=== Begin Enclosure ===

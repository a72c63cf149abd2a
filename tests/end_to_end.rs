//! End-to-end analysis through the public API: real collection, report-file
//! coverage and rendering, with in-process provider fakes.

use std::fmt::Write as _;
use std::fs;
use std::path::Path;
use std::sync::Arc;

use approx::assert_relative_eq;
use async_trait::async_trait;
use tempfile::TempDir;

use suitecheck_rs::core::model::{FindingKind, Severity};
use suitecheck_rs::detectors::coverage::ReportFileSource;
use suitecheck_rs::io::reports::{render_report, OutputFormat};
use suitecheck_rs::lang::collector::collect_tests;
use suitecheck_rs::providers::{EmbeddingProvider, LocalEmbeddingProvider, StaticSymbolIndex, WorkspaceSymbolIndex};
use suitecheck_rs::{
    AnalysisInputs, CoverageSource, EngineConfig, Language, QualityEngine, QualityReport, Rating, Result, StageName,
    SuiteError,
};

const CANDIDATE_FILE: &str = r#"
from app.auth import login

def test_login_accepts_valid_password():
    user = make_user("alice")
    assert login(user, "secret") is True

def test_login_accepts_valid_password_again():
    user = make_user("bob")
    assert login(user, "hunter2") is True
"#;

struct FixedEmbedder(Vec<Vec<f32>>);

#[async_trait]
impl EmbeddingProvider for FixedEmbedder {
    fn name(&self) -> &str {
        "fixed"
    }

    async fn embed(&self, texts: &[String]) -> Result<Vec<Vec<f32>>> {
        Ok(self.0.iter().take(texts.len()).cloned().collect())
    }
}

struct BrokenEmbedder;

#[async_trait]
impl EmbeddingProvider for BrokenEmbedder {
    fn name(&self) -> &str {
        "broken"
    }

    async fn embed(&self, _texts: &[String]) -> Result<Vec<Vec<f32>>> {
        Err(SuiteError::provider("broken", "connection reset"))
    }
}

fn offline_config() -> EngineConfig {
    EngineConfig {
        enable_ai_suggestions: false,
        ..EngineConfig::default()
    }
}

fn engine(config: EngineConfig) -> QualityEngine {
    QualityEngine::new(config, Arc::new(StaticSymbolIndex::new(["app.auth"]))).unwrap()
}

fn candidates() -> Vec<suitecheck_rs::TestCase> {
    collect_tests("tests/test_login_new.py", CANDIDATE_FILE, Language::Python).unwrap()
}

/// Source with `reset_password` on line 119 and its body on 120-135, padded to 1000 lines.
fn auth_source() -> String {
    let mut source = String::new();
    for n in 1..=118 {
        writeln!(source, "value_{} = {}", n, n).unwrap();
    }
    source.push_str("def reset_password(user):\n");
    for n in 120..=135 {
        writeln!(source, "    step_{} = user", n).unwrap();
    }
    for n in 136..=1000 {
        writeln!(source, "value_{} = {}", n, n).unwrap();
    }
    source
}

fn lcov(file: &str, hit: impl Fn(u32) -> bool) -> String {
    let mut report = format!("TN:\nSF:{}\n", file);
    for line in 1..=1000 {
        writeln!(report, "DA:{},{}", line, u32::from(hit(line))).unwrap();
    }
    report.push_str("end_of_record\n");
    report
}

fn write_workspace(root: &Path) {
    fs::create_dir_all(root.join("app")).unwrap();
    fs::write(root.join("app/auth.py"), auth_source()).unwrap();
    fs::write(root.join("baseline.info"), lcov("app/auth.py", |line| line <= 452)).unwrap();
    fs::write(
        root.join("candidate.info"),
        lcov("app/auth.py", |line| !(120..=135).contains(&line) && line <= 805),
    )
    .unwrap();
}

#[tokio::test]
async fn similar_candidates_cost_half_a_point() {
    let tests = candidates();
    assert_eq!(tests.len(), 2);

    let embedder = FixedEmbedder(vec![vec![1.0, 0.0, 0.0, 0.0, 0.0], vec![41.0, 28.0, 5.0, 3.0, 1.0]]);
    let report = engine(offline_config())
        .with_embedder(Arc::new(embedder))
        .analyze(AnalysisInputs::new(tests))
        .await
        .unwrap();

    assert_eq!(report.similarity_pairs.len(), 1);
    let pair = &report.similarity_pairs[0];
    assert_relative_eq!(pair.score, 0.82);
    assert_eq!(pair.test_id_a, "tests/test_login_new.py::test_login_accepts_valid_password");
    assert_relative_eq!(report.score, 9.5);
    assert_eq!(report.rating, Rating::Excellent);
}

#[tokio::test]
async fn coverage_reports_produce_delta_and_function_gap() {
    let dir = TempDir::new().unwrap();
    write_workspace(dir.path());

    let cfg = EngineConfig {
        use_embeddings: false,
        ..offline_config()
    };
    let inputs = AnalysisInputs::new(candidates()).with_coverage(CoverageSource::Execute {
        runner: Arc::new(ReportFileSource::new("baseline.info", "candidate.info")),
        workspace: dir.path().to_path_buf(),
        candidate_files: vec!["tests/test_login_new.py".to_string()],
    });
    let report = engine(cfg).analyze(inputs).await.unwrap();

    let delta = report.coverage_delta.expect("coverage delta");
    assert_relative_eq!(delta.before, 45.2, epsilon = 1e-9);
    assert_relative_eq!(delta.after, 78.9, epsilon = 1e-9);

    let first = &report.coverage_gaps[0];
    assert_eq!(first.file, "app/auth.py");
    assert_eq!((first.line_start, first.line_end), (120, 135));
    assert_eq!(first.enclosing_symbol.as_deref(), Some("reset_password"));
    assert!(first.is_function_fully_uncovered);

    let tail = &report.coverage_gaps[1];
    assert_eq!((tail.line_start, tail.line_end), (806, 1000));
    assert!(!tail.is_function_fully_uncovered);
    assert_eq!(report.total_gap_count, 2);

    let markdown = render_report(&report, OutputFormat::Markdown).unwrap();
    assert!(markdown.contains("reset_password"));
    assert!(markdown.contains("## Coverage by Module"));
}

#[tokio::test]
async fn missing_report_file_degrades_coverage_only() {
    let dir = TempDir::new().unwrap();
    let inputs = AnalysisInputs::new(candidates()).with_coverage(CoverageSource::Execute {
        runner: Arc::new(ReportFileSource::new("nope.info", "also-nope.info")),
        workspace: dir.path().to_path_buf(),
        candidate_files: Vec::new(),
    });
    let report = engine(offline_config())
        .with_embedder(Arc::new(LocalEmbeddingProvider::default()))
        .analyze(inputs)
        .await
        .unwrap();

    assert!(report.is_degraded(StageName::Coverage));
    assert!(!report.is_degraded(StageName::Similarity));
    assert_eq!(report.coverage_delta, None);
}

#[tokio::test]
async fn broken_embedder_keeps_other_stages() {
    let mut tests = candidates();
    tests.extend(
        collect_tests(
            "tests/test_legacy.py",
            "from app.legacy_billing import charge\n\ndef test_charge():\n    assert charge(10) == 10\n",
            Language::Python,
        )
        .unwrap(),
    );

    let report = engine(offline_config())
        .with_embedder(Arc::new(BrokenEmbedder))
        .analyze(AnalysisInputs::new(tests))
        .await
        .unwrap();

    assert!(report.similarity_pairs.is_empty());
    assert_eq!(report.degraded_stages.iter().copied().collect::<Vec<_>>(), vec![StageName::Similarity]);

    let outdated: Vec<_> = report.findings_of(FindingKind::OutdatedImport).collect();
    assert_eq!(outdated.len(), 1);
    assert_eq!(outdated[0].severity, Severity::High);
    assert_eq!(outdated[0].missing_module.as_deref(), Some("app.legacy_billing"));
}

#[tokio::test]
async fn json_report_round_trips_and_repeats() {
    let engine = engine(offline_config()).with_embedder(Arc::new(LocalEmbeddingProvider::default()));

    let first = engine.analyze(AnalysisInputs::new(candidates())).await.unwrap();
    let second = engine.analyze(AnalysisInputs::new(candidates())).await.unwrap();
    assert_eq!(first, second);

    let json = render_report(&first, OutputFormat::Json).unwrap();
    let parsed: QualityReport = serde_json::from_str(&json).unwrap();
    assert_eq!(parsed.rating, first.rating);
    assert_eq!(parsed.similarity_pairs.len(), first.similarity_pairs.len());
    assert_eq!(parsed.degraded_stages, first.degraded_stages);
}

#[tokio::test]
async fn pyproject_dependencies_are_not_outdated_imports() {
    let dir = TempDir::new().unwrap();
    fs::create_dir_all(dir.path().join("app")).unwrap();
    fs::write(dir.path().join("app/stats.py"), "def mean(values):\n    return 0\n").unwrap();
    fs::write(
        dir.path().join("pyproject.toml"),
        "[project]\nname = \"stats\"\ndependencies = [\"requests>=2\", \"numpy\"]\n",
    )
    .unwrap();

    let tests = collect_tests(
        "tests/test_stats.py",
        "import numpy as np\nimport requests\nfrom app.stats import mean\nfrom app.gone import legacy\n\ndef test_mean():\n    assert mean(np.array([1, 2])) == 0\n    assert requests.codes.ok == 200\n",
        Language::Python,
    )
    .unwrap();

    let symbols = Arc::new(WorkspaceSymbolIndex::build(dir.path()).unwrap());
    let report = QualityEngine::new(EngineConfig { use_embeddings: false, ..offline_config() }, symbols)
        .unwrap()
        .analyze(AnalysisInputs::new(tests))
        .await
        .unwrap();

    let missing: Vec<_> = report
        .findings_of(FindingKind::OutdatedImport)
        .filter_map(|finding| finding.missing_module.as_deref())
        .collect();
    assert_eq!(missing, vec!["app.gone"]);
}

=== End Enclosure ===

§ **Exercise instructions**: Which lines of the records above hold the word "join"? Copy each one out.

§ **Finished task**:
    fs::create_dir_all(root.join("app")).unwrap();
    fs::write(root.join("app/auth.py"), auth_source()).unwrap();
    fs::write(root.join("baseline.info"), lcov("app/auth.py", |line| line <= 452)).unwrap();
        root.join("candidate.info"),
    fs::create_dir_all(dir.path().join("app")).unwrap();
    fs::write(dir.path().join("app/stats.py"), "def mean(values):\n    return 0\n").unwrap();
        dir.path().join("pyproject.toml"),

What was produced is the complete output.